A TV Pitch:
Each week we kidnap a different billionaire* and drop them on a deserted island with some basic survival tools.
Our contestants then hunt and kill the billionaire**.
Each episode concludes with a communal meal of roasted billionaire***.
Here are the opening credits, which are entirely original and not in any way derivative. Any resemblance to pre-exisiting TV shows is purely coincidental.

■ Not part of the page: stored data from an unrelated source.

//! Emporium Storefront - Public e-commerce site.
//!
//! This binary serves the storefront on port 3000.
//!
//! # Architecture
//!
//! - Axum web framework, plain HTML forms
//! - Askama templates for server-side rendering
//! - Product catalog REST API for products
//! - Signed-cookie sessions hold each visitor's cart and sign-in

#![cfg_attr(not(test), forbid(unsafe_code))]

use emporium_storefront::config::StorefrontConfig;
use emporium_storefront::state::AppState;
use sentry::integrations::tracing as sentry_tracing;
use tower_http::services::ServeDir;
use tracing_subscriber::{layer::SubscriberExt, util::SubscriberInitExt};

/// Initialize Sentry error tracking and return guard that must be kept alive.
fn init_sentry(config: &StorefrontConfig) -> Option<sentry::ClientInitGuard> {
    let dsn = config.sentry_dsn.as_ref()?;

    let guard = sentry::init((
        dsn.as_str(),
        sentry::ClientOptions {
            release: sentry::release_name!(),
            environment: config
                .sentry_environment
                .clone()
                .map(std::borrow::Cow::Owned),
            attach_stacktrace: true,
            ..Default::default()
        },
    ));

    tracing::info!("Sentry initialized");
    Some(guard)
}

/// Filter tracing events to Sentry event types.
fn sentry_event_filter(metadata: &tracing::Metadata<'_>) -> sentry_tracing::EventFilter {
    match *metadata.level() {
        tracing::Level::ERROR | tracing::Level::WARN => sentry_tracing::EventFilter::Event,
        tracing::Level::INFO | tracing::Level::DEBUG => sentry_tracing::EventFilter::Breadcrumb,
        _ => sentry_tracing::EventFilter::Ignore,
    }
}

#[tokio::main]
async fn main() {
    // Load configuration from environment (needed for Sentry init)
    let config = StorefrontConfig::from_env().expect("Failed to load configuration");

    // Initialize Sentry (must be done before tracing subscriber)
    let _sentry_guard = init_sentry(&config);

    // Defaults to info level for our crate if RUST_LOG is not set
    let env_filter = tracing_subscriber::EnvFilter::try_from_default_env()
        .unwrap_or_else(|_| "emporium_storefront=info,tower_http=debug".into());

    tracing_subscriber::registry()
        .with(env_filter)
        .with(tracing_subscriber::fmt::layer())
        .with(sentry_tracing::layer().event_filter(sentry_event_filter))
        .init();

    tracing::info!(catalog = %config.catalog.base_url, "Using product catalog");

    let state = AppState::new(config.clone()).expect("Failed to initialize application state");

    let app = emporium_storefront::app(state)
        .expect("Invalid session secret")
        .nest_service("/static", ServeDir::new("crates/storefront/static"))
        // Sentry layers (outermost for full request coverage)
        .layer(sentry_tower::NewSentryLayer::new_from_top())
        .layer(sentry_tower::SentryHttpLayer::new().enable_transaction());

    let addr = config.socket_addr();
    tracing::info!("storefront listening on {}", addr);

    let listener = tokio::net::TcpListener::bind(addr)
        .await
        .expect("Failed to bind to address");

    axum::serve(listener, app)
        .with_graceful_shutdown(shutdown_signal())
        .await
        .expect("Server error");
}

/// Wait for shutdown signal (Ctrl+C or SIGTERM).
async fn shutdown_signal() {
    let ctrl_c = async {
        tokio::signal::ctrl_c()
            .await
            .expect("Failed to install Ctrl+C handler");
    };

    #[cfg(unix)]
    let terminate = async {
        tokio::signal::unix::signal(tokio::signal::unix::SignalKind::terminate())
            .expect("Failed to install signal handler")
            .recv()
            .await;
    };

    #[cfg(not(unix))]
    let terminate = std::future::pending::<()>();

    tokio::select! {
        () = ctrl_c => {},
        () = terminate => {},
    }

    tracing::info!("Shutdown signal received, starting graceful shutdown");
}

Here they are again as a .gif:
Reckon I need about £10 billion to make the pilot but once that one’s done each subsequent episode should get cheaper, ‘cos we’ll be expropriating and redistributing each billionaires’ wealth as we go.
If you have the means and want to help make the pilot episode happen you can chip in here: PayPal.Me/AnnNarkeh
Yes, you can bring your own weapons, so long as they conform to our rigorous health and safety checks.
Yes, there will be BBQ sauce and mustard and a wide range of other condiments.
No, you don’t have to partake in eating the billionaires. There will be vegetarian and vegan options available. (Everybody has to pretend it’s billionaire though, for the cutaways).
There are currently 2k odd billionaires in the world so we would be looking to syndicate the show internationally and will be aiming for 5 primetime shows per week.
Once we run out of billionaires we’ll move on to millionaires.
There will be special episodes for trophy hunters, who will be hunted by the orphans of the animals they killed.
If you’re interested in being a contestant, email your CV with a covering letter to annnarkeh(at)protonmail(dot)com and sign up here:
*This post is intended to be #PostSatire
**Amazing that I had to add this disclaimer
***Sign of the times though, some people are really dumb and Post Satire isn’t funny.